Systems Thinking in Doctrine
There is a blind spot in U.S. joint doctrine that continually hinders operational planning and strategy development. This blind spot is a failure to account for critical relationships with a person’s conception of god and their community, and how these relationships impact the operational environment. Without rehashing all of the Command and General Staff College coursework, U.S. joint doctrine defines systems perspectives as “relationships between all aspects of the system” (JP 5-0, III-10) and uses them to help commanders take a holistic approach to the operational environment. A common framework for analyzing the operational environment is the political, military, economic, social, information, and infrastructure framework, taking a concrete view of the operational environment and focusing on elements that can be quantified and measured. Doctrine defines the operational environment as a set of “conditions, circumstances, and influences that affect the employment of capabilities and bear on the decisions of the commander.”[1] Critically, it encourages a systems perspective in order to consider all of the relevant relationships at play in a specific operational environment.
That relationships are important is not under debate, and relationships are a fundamental part of everyday life. Social networks research within sociology has a well-established field of study and offers support for the doctrinal emphasis on taking a systems approach. Relationships are important predictors for influencing risky behavior, health, educational outcomes, and access to good jobs.[2] Relationships also influence political beliefs and attitudes through people’s networks.[3] Yet the consequences of these relationships for people’s behavior appears to be only moderately considered as a potential center of gravity, instead focusing on military forces as an easily identified and quantifiable target. This is understandable—the military is designed to attack military targets with hard power. Understanding religion and society’s role in enabling a society’s use of military force is inherently more difficult than counting the number of weapons systems an enemy has at its disposal. That said, ignoring the people aspect of Clausewitz's trinity results in an incomplete analysis.
Social Network Analysis
Social network analysis has benefited from an explosion of data research and techniques. It also benefits from having a relatively well-worn theory from which to build. What social network analysis brings to the doctrinal discussion of systems is the predictive power of patterns of relationships between concrete social ties.[4] It should come as no surprise that something measurable and clearly delineated is an attractive tool for those in the military seeking to quantify a complex system of relationships.
Fundamentally, social network analysis promises the ability to account for people’s behaviors without accounting for culture or psychological makeup. However, more recent research has demonstrated that culture may not be entirely discounted.[5] As with joint doctrine, social network analysis fails to account for a critical relationship that the vast majority of the non-WEIRD (western, industrialized, rich, democratic) world attributes fundamental importance.[6] By drawing a map of social life that deliberately excludes relationships to g/God(s), social network analysis is arguably hampered by the same fundamental limitations of doctrine.[7]
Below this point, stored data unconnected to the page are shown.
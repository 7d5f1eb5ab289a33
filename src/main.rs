use clap::Parser;
use lib::{
    ColumnPolicy, Entity, OutputFormats, PipelineConfig, PipelineError, RuleBook, SimpleLogger,
    Stage,
};
use log::debug;
use std::path::PathBuf;
use std::process::ExitCode;
use std::time::Instant;

static LOGGER: SimpleLogger = SimpleLogger;

#[derive(Parser, Debug)]
#[command(author, version, about, long_about = None)]
struct Args {
    /// Entities to process (e.g., customer,product). If not specified, processes all three.
    #[arg(short, long, value_delimiter = ',')]
    entity: Vec<Entity>,

    /// Pipeline stage to run
    #[arg(short, long, default_value = "all")]
    stage: Stage,

    /// Directory holding the raw <entity>s_data.csv files
    #[arg(long, default_value = "data/raw")]
    raw_dir: PathBuf,

    /// Directory receiving the cleaned files
    #[arg(long, default_value = "data/processed")]
    processed_dir: PathBuf,

    /// SQLite warehouse file
    #[arg(long, default_value = "data_warehouse/datawarehouse.db")]
    warehouse: PathBuf,

    /// JSON rulebook overriding the default cleaning rules per entity
    #[arg(long)]
    rules: Option<PathBuf>,

    /// Also write cleaned data as JSON
    #[arg(long, default_value_t = false)]
    json: bool,

    /// Also write cleaned data as Parquet
    #[arg(long, default_value_t = false)]
    parquet: bool,

    /// Fail when a cleaning rule references a missing column instead of skipping it
    #[arg(long, default_value_t = false)]
    strict_columns: bool,

    /// Log level for output
    #[arg(long, default_value_t = false)]
    debug: bool,
}

fn main() -> ExitCode {
    let total_start = Instant::now();
    let args = Args::parse();

    // Logger can only fail if already set
    let _ = log::set_logger(&LOGGER);
    if args.debug {
        log::set_max_level(log::LevelFilter::Debug);
    } else {
        log::set_max_level(log::LevelFilter::Info);
    }

    match execute(args) {
        Ok(()) => {
            println!("\nTotal runtime: {:.2?}", total_start.elapsed());
            ExitCode::SUCCESS
        }
        Err(e) => {
            eprintln!("Pipeline failed: {}", e);
            ExitCode::FAILURE
        }
    }
}

fn execute(args: Args) -> Result<(), PipelineError> {
    let entities = if args.entity.is_empty() {
        Entity::ALL.to_vec()
    } else {
        args.entity.clone()
    };
    let rules = match &args.rules {
        Some(path) => RuleBook::from_file(path)?,
        None => RuleBook::default(),
    };

    let config = PipelineConfig {
        raw_dir: args.raw_dir,
        processed_dir: args.processed_dir,
        warehouse_path: args.warehouse,
        column_policy: if args.strict_columns {
            ColumnPolicy::Fail
        } else {
            ColumnPolicy::Skip
        },
        formats: OutputFormats {
            json: args.json,
            parquet: args.parquet,
        },
        rules,
    };

    // UI
    println!("Warehouse ETL: clean and load customers, products, sales");
    debug!(
        "Entities: {} | Stage: {:?}",
        entities
            .iter()
            .map(Entity::name)
            .collect::<Vec<_>>()
            .join(","),
        args.stage
    );
    debug!(
        "Raw: {} | Processed: {} | Warehouse: {}",
        config.raw_dir.display(),
        config.processed_dir.display(),
        config.warehouse_path.display()
    );

    let stage_start = Instant::now();
    let summary = lib::run(&config, &entities, args.stage)?;

    if !summary.cleaned.is_empty() {
        println!("Cleaning:");
        for report in &summary.cleaned {
            println!(
                "  {:<8} {:>6} -> {:>6} rows ({} coercion failures)",
                report.entity, report.rows_in, report.rows_out, report.coercion_failures
            );
            for (rule, removed) in &report.removed_by_rule {
                debug!("    {} removed {} rows", rule, removed);
            }
            debug!(
                "    nulls {} -> {}, duplicates {} -> {}",
                report.before.total_nulls(),
                report.after.total_nulls(),
                report.before.duplicate_rows,
                report.after.duplicate_rows
            );
        }
    }

    if !summary.loaded.is_empty() {
        println!("Loaded warehouse {}:", config.warehouse_path.display());
        for report in &summary.loaded {
            println!(
                "  {:<8} {:>6} inserted, {:>4} dropped",
                report.entity,
                report.inserted,
                report.dropped()
            );
            if report.orphans_removed > 0 {
                println!(
                    "  {:<8} {:>6} dependent rows removed",
                    "", report.orphans_removed
                );
            }
        }
    }
    println!("Stages completed in {:.2?}", stage_start.elapsed());

    println!("Pipeline completed successfully");
    Ok(())
}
PMESII: Analyzing Society the WEIRD Way
The political, military, economic, social, information, and infrastructure framework is a fundamentally WEIRD approach that ignores the critical role that some form of religion, as a source of binding individuals to their groups, plays in every society.[8] One could argue that religion is accounted for in of the doctrinal framework under the social domain.[9] This domain isn’t well fleshed out, though, and is limited to the broad hand wave of "social issues."[10] Joint Publication 2-01, Intelligence Preparation of the Battlefield fares little better by lumping everything from the “cultural impact of past wars” to “religious affiliations between groups” into the social subsystem.[11] Even with that overly broad definition, there is scant attention paid to how individuals attach to their groups through these social ties.[12] Additionally, failing to account for the fundamental role that people’s beliefs play in their lives imports western, rational assumptions into our analysis of the operational environment that may have little to no validity outside of western cultural norms.
Western, industrialized, rich, democratic society in general has a difficult relationship with god and the supernatural. In the post World War II world, vast numbers of people gained access to education in an unprecedented societal shift, and as education has increased, gods and religion have been reduced or eliminated as a causal explanation for people’s actions.[13] Secularization theory posits that religion is dying off as a cursory glance at the evidence such as the rising incidents of nones—those individuals with no religious preference—seems to indicate.[14] This has led vocal critics of religion to argue religion is not only dying as a form of public participation but is possibly unnecessary for a good society to exist.[15] This ignores the sociological fact that every society needs something to bind it together in order to exist.[16]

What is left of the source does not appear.